Tunisians worry about outcome of president’s power grab

Since Tunisia's President Kais Saied plunged the country into political uncertainty in a power grab, an armoured vehicle has guarded the gates of the now suspended parliament.


But away from the legislature and the police roadblocks on the wide boulevards of Tunis, there are few outward signs of an intense political crisis - and many have welcomed the president's orders.

Najet Ben Gharbia, a 47-year-old nurse, said she had been waiting "a long time" for such a move.

A decade since Tunisians ousted dictator Zine El Abidine Ben Ali, many are struggling.

"There is still great poverty," Ben Gharbia said, describing the crippling inflation that has stripped the value of income, making red meat too expensive to buy. "People are miserable."

Thousands celebrated on streets after Saied's shock decision to sack the prime minister.

Surging rates of COVID-19 in the North African nation and the accompanying pandemic restrictions have hit the economy hard, adding to the woes of Ben Gharbia's family.

"Kais Saied, he's a teacher, not a politician, he's like us," she said. "We are sure of him, he is not like Ben Ali, he is not a dictator."

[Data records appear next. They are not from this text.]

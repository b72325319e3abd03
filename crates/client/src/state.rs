//! Marketplace session state.
//!
//! [`Marketplace`] bundles the backend, change hub, email relay and config.
//! It is cheaply cloneable via `Arc`; the carts are owned separately by the
//! session so their mutation stays explicit.

use std::sync::Arc;

use labmarket_core::{ContactInfo, RequestKind};

use crate::backend::{Backend, BackendError, ChangeHub, RestBackend};
use crate::cart::Cart;
use crate::checkout::{self, Registration, Submission};
use crate::config::MarketConfig;
use crate::error::MarketError;
use crate::live::{ProductFilter, ProductList, RequestFilter, RequestList, SellerFilter, SellerList};
use crate::models::SellerRegistration;
use crate::pagination::PageRequest;
use crate::search::SearchBox;
use crate::services::EmailRelayClient;

/// Shared handles for one marketplace session.
#[derive(Clone)]
pub struct Marketplace {
    inner: Arc<MarketplaceInner>,
}

struct MarketplaceInner {
    config: MarketConfig,
    backend: Arc<dyn Backend>,
    hub: ChangeHub,
    email: Option<EmailRelayClient>,
}

impl std::fmt::Debug for Marketplace {
    fn fmt(&self, f: &mut std::fmt::Formatter<'_>) -> std::fmt::Result {
        f.debug_struct("Marketplace")
            .field("backend", &self.inner.config.backend)
            .field("email", &self.inner.email.is_some())
            .finish_non_exhaustive()
    }
}

impl Marketplace {
    /// Connect to the hosted backend described by `config`.
    ///
    /// Change notifications reach live lists through [`Marketplace::hub`];
    /// whatever carries the backend's realtime feed publishes there.
    ///
    /// # Errors
    ///
    /// Returns an error if the HTTP client cannot be built.
    pub fn connect(config: MarketConfig) -> Result<Self, BackendError> {
        let backend = Arc::new(RestBackend::new(&config.backend)?);
        Ok(Self::with_backend(config, backend, ChangeHub::new()))
    }

    /// Use an existing backend and hub.
    #[must_use]
    pub fn with_backend(config: MarketConfig, backend: Arc<dyn Backend>, hub: ChangeHub) -> Self {
        let email = config.email.clone().map(EmailRelayClient::new);
        Self {
            inner: Arc::new(MarketplaceInner {
                config,
                backend,
                hub,
                email,
            }),
        }
    }

    #[must_use]
    pub fn config(&self) -> &MarketConfig {
        &self.inner.config
    }

    #[must_use]
    pub fn backend(&self) -> &Arc<dyn Backend> {
        &self.inner.backend
    }

    #[must_use]
    pub fn hub(&self) -> &ChangeHub {
        &self.inner.hub
    }

    /// Email relay, when configured.
    #[must_use]
    pub fn email(&self) -> Option<&EmailRelayClient> {
        self.inner.email.as_ref()
    }

    /// First page at the configured page size.
    #[must_use]
    pub fn first_page(&self) -> PageRequest {
        PageRequest::new(1, self.inner.config.default_page_size)
    }

    /// Open a live product list on the first page.
    pub async fn products(&self, filter: ProductFilter) -> ProductList {
        ProductList::open(
            self.backend().clone(),
            self.hub().clone(),
            filter,
            self.first_page(),
        )
        .await
    }

    /// Open a live request list on the first page.
    pub async fn requests(&self, kind: RequestKind) -> RequestList {
        RequestList::open(
            self.backend().clone(),
            self.hub().clone(),
            RequestFilter::kind(kind),
            self.first_page(),
        )
        .await
    }

    /// Open a live seller list on the first page.
    pub async fn sellers(&self, filter: SellerFilter) -> SellerList {
        SellerList::open(
            self.backend().clone(),
            self.hub().clone(),
            filter,
            self.first_page(),
        )
        .await
    }

    /// Start an admin search box with the configured debounce.
    #[must_use]
    pub fn search_box(&self) -> SearchBox {
        SearchBox::spawn(self.backend().clone(), self.inner.config.search_debounce)
    }

    /// Submit `cart`; see [`checkout::submit`].
    ///
    /// # Errors
    ///
    /// See [`checkout::submit`].
    pub async fn submit(
        &self,
        cart: &mut Cart,
        contact: &ContactInfo,
    ) -> Result<Submission, MarketError> {
        checkout::submit(self.backend().as_ref(), cart, contact).await
    }

    /// Queue a seller registration; see [`checkout::register_seller`].
    ///
    /// # Errors
    ///
    /// Returns [`MarketError::Backend`] if the insert fails.
    pub async fn register_seller(
        &self,
        form: SellerRegistration,
    ) -> Result<Registration, MarketError> {
        checkout::register_seller(self.backend().as_ref(), form).await
    }
}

It is a common refrain among those on streets of capital AFP spoke to.


Since clashes that erupted Monday in front of parliament between supporters of the president and backers of the Islamist-inspired Ennahdha party, the strongest group in the coalition government, calm has returned to Tunis.

But there is also uneasiness as to what the future will hold.

Some point out that Ben Ali also invoked the constitution in 1987 when he seized power, before turning to authoritarianism.

"We are a little worried about what may happen, to go back to...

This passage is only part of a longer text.